Here is what the designer said according to the English translation:
The first thing we worked on for PSIV was getting the details of the world and setting solidified. Take a single candle, for instance: we asked ourselves, would that be something you’d find in this world? Is there electricity? Do the windows have curtains, drapes, shades…? Just a lot of little details like that. For the characters, we figured out most of their personalities as we drew them. With each detail and bit of background we added to the characters, the story itself also expanded. The world of Phantasy Star IV came into view for us very incrementally.

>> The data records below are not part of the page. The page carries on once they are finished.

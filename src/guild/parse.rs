//! Parsing of role lists and emoji arguments from slash command options.

use fancy_regex::Regex;

/// Compiled once at startup and shared by the guild handlers.
#[derive(Debug, Clone)]
pub struct GuildPatterns {
    role_mention: Regex,
    custom_emoji: Regex,
}

impl GuildPatterns {
    pub fn new() -> Result<Self, fancy_regex::Error> {
        Ok(Self {
            role_mention: Regex::new(r"^<@&(\d+)>$")?,
            custom_emoji: Regex::new(r"^<a?:\w+:(\d+)>$")?,
        })
    }

    /// Role ids from mentions (`<@&id>`) or raw ids, separated by commas or
    /// whitespace. Duplicates are dropped; unparseable tokens are reported.
    pub fn role_ids(&self, input: &str) -> Result<Vec<u64>, Vec<String>> {
        let mut ids = Vec::new();
        let mut errors = Vec::new();

        for token in input
            .split(|c: char| c == ',' || c.is_whitespace())
            .filter(|t| !t.is_empty())
        {
            let id = match self.role_mention.captures(token) {
                Ok(Some(caps)) => caps.get(1).and_then(|m| m.as_str().parse::<u64>().ok()),
                _ => token.parse::<u64>().ok(),
            };
            match id {
                Some(id) if id != 0 => {
                    if !ids.contains(&id) {
                        ids.push(id);
                    }
                }
                _ => errors.push(format!("'{}' is not a role", token)),
            }
        }

        if !errors.is_empty() {
            return Err(errors);
        }
        if ids.is_empty() {
            return Err(vec!["Provide at least one role".to_string()]);
        }
        Ok(ids)
    }

    /// Storage key for an emoji argument: the id of a custom emoji, or the
    /// canonical form of a unicode emoji.
    pub fn emoji_key(&self, input: &str) -> Result<String, String> {
        let input = input.trim();
        if let Ok(Some(caps)) = self.custom_emoji.captures(input) {
            if let Some(id) = caps.get(1) {
                return Ok(id.as_str().to_string());
            }
        }
        emojis::get(input)
            .map(|e| e.as_str().to_string())
            .ok_or_else(|| format!("'{}' is not an emoji", input))
    }
}

/// Canonical key for a unicode emoji seen on a reaction.
pub fn unicode_key(emoji: &str) -> String {
    emojis::get(emoji)
        .map(|e| e.as_str().to_string())
        .unwrap_or_else(|| emoji.to_string())
}

/// A snowflake given as a string option.
pub fn snowflake(input: &str) -> Option<u64> {
    input.trim().parse().ok().filter(|id| *id != 0)
}
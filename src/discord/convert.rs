//! serenity <-> core conversions.

use std::collections::BTreeMap;

use chrono::{DateTime, Utc};
use serenity::builder::{
    CreateActionRow, CreateAttachment, CreateAutocompleteResponse, CreateButton, CreateEmbed,
    CreateEmbedFooter, CreateInputText, CreateInteractionResponseMessage, CreateModal,
    CreateSelectMenu, CreateSelectMenuKind, CreateSelectMenuOption, EditAttachments,
    EditInteractionResponse,
};
use serenity::model::application::{
    ActionRowComponent, ButtonStyle as SerenityButtonStyle, CommandDataOption,
    CommandDataOptionValue, CommandInteraction, ComponentInteraction, ComponentInteractionDataKind,
    InputTextStyle, Interaction as SerenityInteraction, ModalInteraction,
};
use serenity::model::channel::ReactionType;
use serenity::model::guild::Member;
use serenity::model::user::User;

use crate::dispatch::interaction::{CommandArgs, Interaction, Kind, OptionValue, Payload};
use crate::dispatch::response::{
    ActionRow, ButtonStyle, Choice, Embed, ModalForm, Response,
};

/// Milliseconds between the Unix epoch and the first Discord snowflake.
const DISCORD_EPOCH_MS: u64 = 1_420_070_400_000;

/// Creation time encoded in a snowflake.
pub fn snowflake_time(id: u64) -> DateTime<Utc> {
    let millis = (id >> 22) + DISCORD_EPOCH_MS;
    i64::try_from(millis)
        .ok()
        .and_then(DateTime::from_timestamp_millis)
        .unwrap_or_else(Utc::now)
}

/// The interaction a responder answers.
#[derive(Debug, Clone)]
pub enum Target {
    Command(CommandInteraction),
    Component(ComponentInteraction),
    Modal(ModalInteraction),
}

fn display_name(user: &User, member: Option<&Member>) -> String {
    member
        .and_then(|m| m.nick.clone())
        .or_else(|| user.global_name.clone())
        .unwrap_or_else(|| user.name.clone())
}

fn base(
    kind: Kind,
    identifier: &str,
    id: u64,
    user: &User,
    member: Option<&Member>,
    guild_id: Option<u64>,
    channel_id: u64,
) -> Interaction {
    let mut interaction = Interaction::new(kind, identifier, user.id.get());
    interaction.user_name = display_name(user, member);
    if let Some(guild_id) = guild_id {
        interaction = interaction.with_guild(guild_id);
    }
    interaction.channel_id = Some(channel_id);
    interaction.created_at = snowflake_time(id);
    interaction
}

/// Core interaction plus the handle to answer it. `None` for pings and
/// interaction types the bot does not use.
pub fn interaction(raw: SerenityInteraction) -> Option<(Interaction, Target)> {
    match raw {
        SerenityInteraction::Command(command) => {
            let args = command_args(&command.data.options);
            let interaction = base(
                Kind::Slash,
                &command.data.name,
                command.id.get(),
                &command.user,
                command.member.as_deref(),
                command.guild_id.map(|id| id.get()),
                command.channel_id.get(),
            )
            .with_payload(Payload::Command(args));
            Some((interaction, Target::Command(command)))
        }
        SerenityInteraction::Autocomplete(command) => {
            let (option, value) = focused(&command.data.options).unwrap_or_default();
            let interaction = base(
                Kind::Autocomplete,
                &command.data.name,
                command.id.get(),
                &command.user,
                command.member.as_deref(),
                command.guild_id.map(|id| id.get()),
                command.channel_id.get(),
            )
            .with_payload(Payload::Autocomplete { option, value });
            Some((interaction, Target::Command(command)))
        }
        SerenityInteraction::Component(component) => {
            let (kind, payload) = match &component.data.kind {
                ComponentInteractionDataKind::Button => (Kind::Button, Payload::Empty),
                ComponentInteractionDataKind::StringSelect { values } => {
                    (Kind::Select, Payload::Values(values.clone()))
                }
                _ => return None,
            };
            let interaction = base(
                kind,
                &component.data.custom_id,
                component.id.get(),
                &component.user,
                component.member.as_ref(),
                component.guild_id.map(|id| id.get()),
                component.channel_id.get(),
            )
            .with_payload(payload);
            Some((interaction, Target::Component(component)))
        }
        SerenityInteraction::Modal(modal) => {
            let fields: BTreeMap<String, String> = modal
                .data
                .components
                .iter()
                .flat_map(|row| row.components.iter())
                .filter_map(|component| match component {
                    ActionRowComponent::InputText(input) => Some((
                        input.custom_id.clone(),
                        input.value.clone().unwrap_or_default(),
                    )),
                    _ => None,
                })
                .collect();
            let interaction = base(
                Kind::Modal,
                &modal.data.custom_id,
                modal.id.get(),
                &modal.user,
                modal.member.as_ref(),
                modal.guild_id.map(|id| id.get()),
                modal.channel_id.get(),
            )
            .with_payload(Payload::Fields(fields));
            Some((interaction, Target::Modal(modal)))
        }
        _ => None,
    }
}

fn option_value(value: &CommandDataOptionValue) -> Option<OptionValue> {
    Some(match value {
        CommandDataOptionValue::String(s) => OptionValue::Str(s.clone()),
        CommandDataOptionValue::Integer(n) => OptionValue::Int(*n),
        CommandDataOptionValue::Number(n) => OptionValue::Str(n.to_string()),
        CommandDataOptionValue::Boolean(b) => OptionValue::Bool(*b),
        CommandDataOptionValue::Channel(id) => OptionValue::Id(id.get()),
        CommandDataOptionValue::Role(id) => OptionValue::Id(id.get()),
        CommandDataOptionValue::User(id) => OptionValue::Id(id.get()),
        CommandDataOptionValue::Mentionable(id) => OptionValue::Id(id.get()),
        _ => return None,
    })
}

/// Flatten one level of subcommand (or group + subcommand) into `CommandArgs`.
fn command_args(options: &[CommandDataOption]) -> CommandArgs {
    let mut args = CommandArgs::default();
    let mut leaves = options;
    if let Some(first) = options.first() {
        match &first.value {
            CommandDataOptionValue::SubCommand(nested) => {
                args.subcommand = Some(first.name.clone());
                leaves = nested;
            }
            CommandDataOptionValue::SubCommandGroup(nested) => {
                if let Some(sub) = nested.first() {
                    args.subcommand = Some(sub.name.clone());
                    if let CommandDataOptionValue::SubCommand(inner) = &sub.value {
                        leaves = inner;
                    }
                }
            }
            _ => {}
        }
    }
    for option in leaves {
        if let Some(value) = option_value(&option.value) {
            args.options.insert(option.name.clone(), value);
        }
    }
    args
}

/// Name and typed text of the focused autocomplete option, searched through subcommands.
fn focused(options: &[CommandDataOption]) -> Option<(String, String)> {
    options.iter().find_map(|option| match &option.value {
        CommandDataOptionValue::Autocomplete { value, .. } => Some((option.name.clone(), value.clone())),
        CommandDataOptionValue::SubCommand(nested) | CommandDataOptionValue::SubCommandGroup(nested) => {
            focused(nested)
        }
        _ => None,
    })
}

fn embed(embed: &Embed) -> CreateEmbed {
    let mut builder = CreateEmbed::new().colour(embed.colour);
    if let Some(title) = &embed.title {
        builder = builder.title(title);
    }
    if let Some(description) = &embed.description {
        builder = builder.description(description);
    }
    for field in &embed.fields {
        builder = builder.field(&field.name, &field.value, field.inline);
    }
    if let Some(url) = &embed.thumbnail {
        builder = builder.thumbnail(url);
    }
    if let Some(url) = &embed.image {
        builder = builder.image(url);
    }
    if let Some(text) = &embed.footer {
        builder = builder.footer(CreateEmbedFooter::new(text));
    }
    builder
}

fn button_style(style: ButtonStyle) -> SerenityButtonStyle {
    match style {
        ButtonStyle::Primary => SerenityButtonStyle::Primary,
        ButtonStyle::Secondary => SerenityButtonStyle::Secondary,
        ButtonStyle::Success => SerenityButtonStyle::Success,
        ButtonStyle::Danger => SerenityButtonStyle::Danger,
    }
}

fn rows(rows: &[ActionRow]) -> Vec<CreateActionRow> {
    rows.iter()
        .map(|row| match row {
            ActionRow::Buttons(buttons) => CreateActionRow::Buttons(
                buttons
                    .iter()
                    .map(|b| {
                        CreateButton::new(&b.custom_id)
                            .label(&b.label)
                            .style(button_style(b.style))
                            .disabled(b.disabled)
                    })
                    .collect(),
            ),
            ActionRow::Select(menu) => {
                let options = menu
                    .options
                    .iter()
                    .map(|o| {
                        let mut option = CreateSelectMenuOption::new(&o.label, &o.value);
                        if let Some(description) = &o.description {
                            option = option.description(description);
                        }
                        if let Some(emoji) = &o.emoji {
                            option = option.emoji(ReactionType::Unicode(emoji.clone()));
                        }
                        option
                    })
                    .collect();
                let mut select = CreateSelectMenu::new(&menu.custom_id, CreateSelectMenuKind::String { options });
                if let Some(placeholder) = &menu.placeholder {
                    select = select.placeholder(placeholder);
                }
                CreateActionRow::SelectMenu(select)
            }
        })
        .collect()
}

fn attachments(response: &Response) -> Vec<CreateAttachment> {
    response
        .attachments
        .iter()
        .map(|a| CreateAttachment::bytes(a.bytes.clone(), a.filename.clone()))
        .collect()
}

/// Replaces the whole previous answer, attachments included.
pub fn edit(response: &Response) -> EditInteractionResponse {
    let files = attachments(response)
        .into_iter()
        .fold(EditAttachments::new(), |acc, file| acc.add(file));
    EditInteractionResponse::new()
        .content(response.content.clone().unwrap_or_default())
        .embeds(response.embeds.iter().map(embed).collect())
        .components(rows(&response.components))
        .attachments(files)
}

pub fn message(response: &Response) -> CreateInteractionResponseMessage {
    let mut builder = CreateInteractionResponseMessage::new()
        .embeds(response.embeds.iter().map(embed).collect())
        .components(rows(&response.components))
        .add_files(attachments(response));
    if let Some(content) = &response.content {
        builder = builder.content(content);
    }
    builder
}

pub fn modal(form: &ModalForm) -> CreateModal {
    let inputs = form
        .inputs
        .iter()
        .map(|input| {
            let mut text = CreateInputText::new(InputTextStyle::Short, &input.label, &input.custom_id).required(input.required);
            if let Some(placeholder) = &input.placeholder {
                text = text.placeholder(placeholder);
            }
            if let Some(max) = input.max_length {
                text = text.max_length(max);
            }
            CreateActionRow::InputText(text)
        })
        .collect();
    CreateModal::new(&form.custom_id, &form.title).components(inputs)
}

pub fn choices(choices: &[Choice]) -> CreateAutocompleteResponse {
    choices.iter().fold(CreateAutocompleteResponse::new(), |acc, choice| {
        acc.add_string_choice(&choice.name, &choice.value)
    })
}

/// Reaction emoji as stored by reaction-role bindings.
pub fn reaction_key(emoji: &ReactionType) -> Option<String> {
    match emoji {
        ReactionType::Custom { id, .. } => Some(id.get().to_string()),
        ReactionType::Unicode(unicode) => Some(crate::guild::parse::unicode_key(unicode)),
        _ => None,
    }
}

During the game, however, those backstory elements aren’t made explicit. Much of it is kept secret on purpose, which is an experience we want players to have. The Phantasy Star series takes place on a different world, in a different age, so we want players to be asking “I wonder what that is…?” while they play. When they first see an Android, we want them to ask, “what in the world is this…?!” That’s also why we titled this game “Phantasy Star: End of the Millennium” instead of “Phantasy Star IV”.
I think recent RPGs have become too user-friendly. For example, if you buy a Battle Axe in a store, the game will plainly tell you that it gives “+20 power”. But I don’t like everything to be displayed in numbers like that. In order to preserve the integrity and illusion of the world we’ve so carefully built, I’d rather players just get an impression of the weapon being stronger because it is made of stronger material. We do display hit points, though, somewhat to my chagrin.
Honestly, if I could have my way, I wouldn’t use any human language for the monster names, or names of towns and places. I mean, Phantasy Star is the story of a completely different world, right? But of course, for players it won’t work to have a game that’s nothing but nonsensical, unintelligible words.
We think this is some valuable insight into the game and any RPG for that matter. Sometimes you think that perhaps when the story doesn’t include the information that perhaps they left it out for budget reasons. Phantasy Star IV is still one of those games that is fun to play even today.